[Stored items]
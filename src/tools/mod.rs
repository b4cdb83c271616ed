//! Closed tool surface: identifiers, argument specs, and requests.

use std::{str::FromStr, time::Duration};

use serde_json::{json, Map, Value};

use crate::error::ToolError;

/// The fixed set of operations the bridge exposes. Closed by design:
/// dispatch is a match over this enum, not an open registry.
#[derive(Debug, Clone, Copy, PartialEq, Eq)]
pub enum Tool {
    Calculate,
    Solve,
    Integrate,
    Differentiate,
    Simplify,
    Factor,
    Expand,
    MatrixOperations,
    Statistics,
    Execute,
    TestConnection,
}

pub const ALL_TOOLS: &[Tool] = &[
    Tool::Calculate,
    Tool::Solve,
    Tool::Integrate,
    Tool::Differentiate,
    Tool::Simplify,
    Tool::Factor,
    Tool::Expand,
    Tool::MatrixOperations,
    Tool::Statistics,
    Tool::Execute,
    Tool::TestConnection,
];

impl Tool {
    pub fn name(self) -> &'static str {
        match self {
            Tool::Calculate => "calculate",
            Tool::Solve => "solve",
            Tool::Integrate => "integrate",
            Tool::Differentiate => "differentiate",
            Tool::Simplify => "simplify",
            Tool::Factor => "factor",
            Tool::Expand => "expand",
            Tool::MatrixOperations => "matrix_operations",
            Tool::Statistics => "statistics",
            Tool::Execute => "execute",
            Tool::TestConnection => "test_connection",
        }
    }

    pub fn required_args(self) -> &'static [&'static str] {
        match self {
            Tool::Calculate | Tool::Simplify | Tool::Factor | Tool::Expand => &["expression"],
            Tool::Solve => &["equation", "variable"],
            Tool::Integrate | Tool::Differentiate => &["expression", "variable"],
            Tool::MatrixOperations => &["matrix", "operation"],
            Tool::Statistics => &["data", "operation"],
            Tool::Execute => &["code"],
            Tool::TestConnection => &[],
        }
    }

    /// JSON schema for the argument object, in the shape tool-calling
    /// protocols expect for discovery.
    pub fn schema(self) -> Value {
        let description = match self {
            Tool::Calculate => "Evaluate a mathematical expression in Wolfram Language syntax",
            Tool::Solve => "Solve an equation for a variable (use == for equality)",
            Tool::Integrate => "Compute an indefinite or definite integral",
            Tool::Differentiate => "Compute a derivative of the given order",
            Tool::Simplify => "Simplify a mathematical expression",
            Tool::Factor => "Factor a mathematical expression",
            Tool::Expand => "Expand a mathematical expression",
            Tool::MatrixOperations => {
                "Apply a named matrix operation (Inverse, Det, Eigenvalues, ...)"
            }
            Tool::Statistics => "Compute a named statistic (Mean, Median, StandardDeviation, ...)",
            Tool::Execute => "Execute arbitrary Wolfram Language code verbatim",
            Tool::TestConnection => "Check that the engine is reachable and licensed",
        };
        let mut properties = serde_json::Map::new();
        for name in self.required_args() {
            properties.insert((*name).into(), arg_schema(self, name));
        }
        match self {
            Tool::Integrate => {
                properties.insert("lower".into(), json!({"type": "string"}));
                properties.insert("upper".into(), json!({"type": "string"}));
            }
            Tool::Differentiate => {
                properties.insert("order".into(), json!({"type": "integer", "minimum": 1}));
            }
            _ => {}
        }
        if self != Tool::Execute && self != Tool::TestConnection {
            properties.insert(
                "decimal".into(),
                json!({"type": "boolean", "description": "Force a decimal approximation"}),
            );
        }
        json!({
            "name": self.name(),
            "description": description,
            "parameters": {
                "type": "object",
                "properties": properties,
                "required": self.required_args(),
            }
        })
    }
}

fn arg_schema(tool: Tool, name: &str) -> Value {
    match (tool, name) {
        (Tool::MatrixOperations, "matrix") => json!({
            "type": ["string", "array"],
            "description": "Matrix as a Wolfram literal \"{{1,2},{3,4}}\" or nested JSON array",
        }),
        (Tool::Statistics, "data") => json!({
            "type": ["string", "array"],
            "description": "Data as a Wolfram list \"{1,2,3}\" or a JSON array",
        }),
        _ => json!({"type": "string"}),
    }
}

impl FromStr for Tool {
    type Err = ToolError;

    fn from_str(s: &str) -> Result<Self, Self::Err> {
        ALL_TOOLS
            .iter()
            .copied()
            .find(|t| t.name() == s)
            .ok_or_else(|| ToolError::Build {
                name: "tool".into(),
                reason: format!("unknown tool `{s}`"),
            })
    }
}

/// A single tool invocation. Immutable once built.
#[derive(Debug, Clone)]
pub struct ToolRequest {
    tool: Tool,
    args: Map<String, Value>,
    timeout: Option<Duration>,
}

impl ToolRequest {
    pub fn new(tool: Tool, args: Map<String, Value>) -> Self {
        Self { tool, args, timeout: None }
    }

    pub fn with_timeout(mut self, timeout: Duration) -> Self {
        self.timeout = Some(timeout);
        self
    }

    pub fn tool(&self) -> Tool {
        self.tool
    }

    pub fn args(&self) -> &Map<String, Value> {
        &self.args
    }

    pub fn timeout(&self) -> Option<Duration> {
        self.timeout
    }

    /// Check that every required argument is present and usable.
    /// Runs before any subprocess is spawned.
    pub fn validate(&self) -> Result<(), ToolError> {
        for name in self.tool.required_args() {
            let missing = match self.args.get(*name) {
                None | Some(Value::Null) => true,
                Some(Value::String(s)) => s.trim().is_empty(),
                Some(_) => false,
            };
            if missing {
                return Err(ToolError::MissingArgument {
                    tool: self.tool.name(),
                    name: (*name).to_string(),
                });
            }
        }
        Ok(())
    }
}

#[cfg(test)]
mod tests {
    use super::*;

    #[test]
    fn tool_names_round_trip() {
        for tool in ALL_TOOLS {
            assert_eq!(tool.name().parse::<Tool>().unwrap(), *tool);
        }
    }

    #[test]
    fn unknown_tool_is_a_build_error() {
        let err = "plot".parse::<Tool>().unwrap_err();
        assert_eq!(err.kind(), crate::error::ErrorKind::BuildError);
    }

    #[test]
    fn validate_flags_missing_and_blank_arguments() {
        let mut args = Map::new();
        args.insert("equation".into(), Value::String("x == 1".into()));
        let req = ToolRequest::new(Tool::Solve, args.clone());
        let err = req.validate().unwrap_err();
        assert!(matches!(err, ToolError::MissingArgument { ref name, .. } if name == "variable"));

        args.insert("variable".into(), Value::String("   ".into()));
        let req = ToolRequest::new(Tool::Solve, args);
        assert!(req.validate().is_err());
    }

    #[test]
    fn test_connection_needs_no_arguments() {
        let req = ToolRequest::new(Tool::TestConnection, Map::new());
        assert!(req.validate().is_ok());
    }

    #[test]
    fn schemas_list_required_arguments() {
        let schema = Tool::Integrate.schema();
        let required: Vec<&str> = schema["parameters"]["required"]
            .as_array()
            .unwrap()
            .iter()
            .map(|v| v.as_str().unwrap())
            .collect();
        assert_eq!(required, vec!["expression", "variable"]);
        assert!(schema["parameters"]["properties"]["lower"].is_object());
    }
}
==
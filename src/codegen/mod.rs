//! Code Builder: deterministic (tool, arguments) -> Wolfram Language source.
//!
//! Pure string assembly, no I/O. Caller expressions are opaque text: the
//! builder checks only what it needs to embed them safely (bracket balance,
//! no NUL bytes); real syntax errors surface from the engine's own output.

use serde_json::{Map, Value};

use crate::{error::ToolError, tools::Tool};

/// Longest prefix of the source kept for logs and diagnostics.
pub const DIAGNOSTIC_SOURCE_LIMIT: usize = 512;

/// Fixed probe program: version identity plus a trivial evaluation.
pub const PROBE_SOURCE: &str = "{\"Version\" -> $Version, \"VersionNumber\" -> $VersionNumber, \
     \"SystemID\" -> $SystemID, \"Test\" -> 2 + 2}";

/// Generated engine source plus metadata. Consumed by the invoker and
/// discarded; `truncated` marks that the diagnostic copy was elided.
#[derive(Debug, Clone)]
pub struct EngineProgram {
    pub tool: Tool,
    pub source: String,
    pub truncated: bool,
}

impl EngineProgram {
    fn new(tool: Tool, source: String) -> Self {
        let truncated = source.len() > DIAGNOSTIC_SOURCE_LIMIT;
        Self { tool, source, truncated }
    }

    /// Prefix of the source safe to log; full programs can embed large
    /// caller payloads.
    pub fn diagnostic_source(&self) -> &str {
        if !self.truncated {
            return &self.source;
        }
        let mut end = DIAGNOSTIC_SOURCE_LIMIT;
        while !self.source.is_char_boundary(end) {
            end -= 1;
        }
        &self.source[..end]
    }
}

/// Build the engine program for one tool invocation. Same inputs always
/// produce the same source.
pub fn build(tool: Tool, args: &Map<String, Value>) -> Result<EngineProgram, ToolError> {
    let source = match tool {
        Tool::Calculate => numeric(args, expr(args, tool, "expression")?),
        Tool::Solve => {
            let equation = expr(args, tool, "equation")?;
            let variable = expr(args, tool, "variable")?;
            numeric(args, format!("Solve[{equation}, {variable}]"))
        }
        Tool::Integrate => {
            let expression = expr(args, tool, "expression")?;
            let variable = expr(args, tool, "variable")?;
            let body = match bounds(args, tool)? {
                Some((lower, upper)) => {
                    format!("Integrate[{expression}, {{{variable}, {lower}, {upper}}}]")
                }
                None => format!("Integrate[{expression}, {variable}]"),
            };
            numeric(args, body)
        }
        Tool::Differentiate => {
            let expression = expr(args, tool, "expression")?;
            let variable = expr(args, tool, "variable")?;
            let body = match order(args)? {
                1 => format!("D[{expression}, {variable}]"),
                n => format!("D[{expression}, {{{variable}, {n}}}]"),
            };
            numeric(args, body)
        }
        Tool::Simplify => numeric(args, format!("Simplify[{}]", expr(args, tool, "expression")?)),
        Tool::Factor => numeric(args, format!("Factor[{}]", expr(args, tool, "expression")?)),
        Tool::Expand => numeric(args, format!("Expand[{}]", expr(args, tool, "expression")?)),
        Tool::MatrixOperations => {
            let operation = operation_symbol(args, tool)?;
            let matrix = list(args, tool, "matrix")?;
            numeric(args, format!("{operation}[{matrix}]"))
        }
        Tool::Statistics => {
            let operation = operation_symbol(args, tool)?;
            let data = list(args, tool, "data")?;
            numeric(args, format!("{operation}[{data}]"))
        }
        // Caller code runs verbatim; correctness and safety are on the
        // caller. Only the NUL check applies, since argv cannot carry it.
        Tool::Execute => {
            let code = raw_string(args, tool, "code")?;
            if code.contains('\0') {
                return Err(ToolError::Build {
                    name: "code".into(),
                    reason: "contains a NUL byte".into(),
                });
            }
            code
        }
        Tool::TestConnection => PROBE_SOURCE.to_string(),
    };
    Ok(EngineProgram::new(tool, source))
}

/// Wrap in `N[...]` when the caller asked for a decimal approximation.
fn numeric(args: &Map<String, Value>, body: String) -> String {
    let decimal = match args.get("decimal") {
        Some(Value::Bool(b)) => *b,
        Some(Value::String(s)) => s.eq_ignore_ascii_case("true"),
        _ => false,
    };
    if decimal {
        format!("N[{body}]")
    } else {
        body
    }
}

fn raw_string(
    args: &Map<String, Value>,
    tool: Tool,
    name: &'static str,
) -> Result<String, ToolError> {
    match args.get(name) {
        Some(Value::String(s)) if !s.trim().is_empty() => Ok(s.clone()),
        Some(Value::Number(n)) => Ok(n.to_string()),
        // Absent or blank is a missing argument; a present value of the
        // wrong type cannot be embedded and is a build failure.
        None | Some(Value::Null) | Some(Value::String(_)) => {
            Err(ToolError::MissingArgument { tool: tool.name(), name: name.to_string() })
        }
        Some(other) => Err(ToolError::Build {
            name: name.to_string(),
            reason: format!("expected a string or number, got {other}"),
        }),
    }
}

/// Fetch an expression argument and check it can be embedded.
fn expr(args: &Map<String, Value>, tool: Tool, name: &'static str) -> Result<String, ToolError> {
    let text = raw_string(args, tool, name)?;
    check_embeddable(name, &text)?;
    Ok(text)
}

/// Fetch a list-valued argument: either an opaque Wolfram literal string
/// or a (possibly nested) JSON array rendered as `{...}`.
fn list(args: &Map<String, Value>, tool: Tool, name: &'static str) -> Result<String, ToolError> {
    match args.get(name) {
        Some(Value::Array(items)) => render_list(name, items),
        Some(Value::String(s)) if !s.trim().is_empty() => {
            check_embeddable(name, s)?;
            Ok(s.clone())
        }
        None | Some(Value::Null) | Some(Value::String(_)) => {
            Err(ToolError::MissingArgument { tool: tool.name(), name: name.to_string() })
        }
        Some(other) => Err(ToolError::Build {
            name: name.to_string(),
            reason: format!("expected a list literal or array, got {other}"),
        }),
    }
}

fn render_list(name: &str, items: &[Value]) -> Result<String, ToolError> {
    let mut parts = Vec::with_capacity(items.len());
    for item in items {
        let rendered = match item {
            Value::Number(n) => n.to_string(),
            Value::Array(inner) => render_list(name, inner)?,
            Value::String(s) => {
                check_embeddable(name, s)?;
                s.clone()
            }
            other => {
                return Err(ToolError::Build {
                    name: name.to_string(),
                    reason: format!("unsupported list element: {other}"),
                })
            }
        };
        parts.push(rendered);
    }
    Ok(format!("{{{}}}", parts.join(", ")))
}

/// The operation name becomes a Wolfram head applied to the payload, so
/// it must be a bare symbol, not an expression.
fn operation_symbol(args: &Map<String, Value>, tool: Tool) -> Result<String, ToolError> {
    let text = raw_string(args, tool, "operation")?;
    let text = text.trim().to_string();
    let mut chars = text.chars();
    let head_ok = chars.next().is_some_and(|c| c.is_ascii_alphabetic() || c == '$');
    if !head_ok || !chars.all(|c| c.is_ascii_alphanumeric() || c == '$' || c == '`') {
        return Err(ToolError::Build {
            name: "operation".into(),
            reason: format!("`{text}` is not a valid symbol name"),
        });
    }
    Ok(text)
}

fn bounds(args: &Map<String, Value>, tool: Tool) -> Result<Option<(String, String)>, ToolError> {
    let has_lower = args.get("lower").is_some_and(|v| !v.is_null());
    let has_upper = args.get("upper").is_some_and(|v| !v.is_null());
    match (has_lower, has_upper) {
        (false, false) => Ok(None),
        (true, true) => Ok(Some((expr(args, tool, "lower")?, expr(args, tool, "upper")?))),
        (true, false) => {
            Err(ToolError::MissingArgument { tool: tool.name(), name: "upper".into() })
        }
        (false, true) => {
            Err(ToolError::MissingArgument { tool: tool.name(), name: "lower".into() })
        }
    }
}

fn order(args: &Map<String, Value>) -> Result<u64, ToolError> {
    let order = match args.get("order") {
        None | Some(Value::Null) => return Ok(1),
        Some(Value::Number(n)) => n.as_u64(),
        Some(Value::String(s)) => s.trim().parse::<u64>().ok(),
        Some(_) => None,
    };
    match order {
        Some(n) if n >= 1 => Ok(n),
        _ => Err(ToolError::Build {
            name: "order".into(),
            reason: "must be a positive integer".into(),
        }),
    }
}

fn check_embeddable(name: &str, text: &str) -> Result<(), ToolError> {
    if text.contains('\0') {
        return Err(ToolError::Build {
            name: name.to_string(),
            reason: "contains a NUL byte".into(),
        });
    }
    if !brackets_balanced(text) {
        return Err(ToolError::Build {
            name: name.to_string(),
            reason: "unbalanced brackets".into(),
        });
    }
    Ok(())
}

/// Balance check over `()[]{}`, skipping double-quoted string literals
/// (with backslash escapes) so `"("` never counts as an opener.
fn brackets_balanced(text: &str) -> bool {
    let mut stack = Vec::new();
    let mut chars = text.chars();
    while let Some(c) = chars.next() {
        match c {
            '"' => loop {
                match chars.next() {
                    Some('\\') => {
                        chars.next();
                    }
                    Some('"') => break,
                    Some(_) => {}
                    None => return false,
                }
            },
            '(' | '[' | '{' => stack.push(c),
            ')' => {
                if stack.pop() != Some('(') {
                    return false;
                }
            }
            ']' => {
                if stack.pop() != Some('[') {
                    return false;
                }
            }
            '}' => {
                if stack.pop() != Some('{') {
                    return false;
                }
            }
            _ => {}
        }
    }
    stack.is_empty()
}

■ ACTION ITEM: Going back to the entries above, set down exactly the lines that begin at the one with "pub fn with_timeout(mut" and end at the one with "subprocess is spawned.", both included, and nothing else.

■ EXERCISE OUTPUT:
    pub fn with_timeout(mut self, timeout: Duration) -> Self {
        self.timeout = Some(timeout);
        self
    }

    pub fn tool(&self) -> Tool {
        self.tool
    }

    pub fn args(&self) -> &Map<String, Value> {
        &self.args
    }

    pub fn timeout(&self) -> Option<Duration> {
        self.timeout
    }

    /// Check that every required argument is present and usable.
    /// Runs before any subprocess is spawned.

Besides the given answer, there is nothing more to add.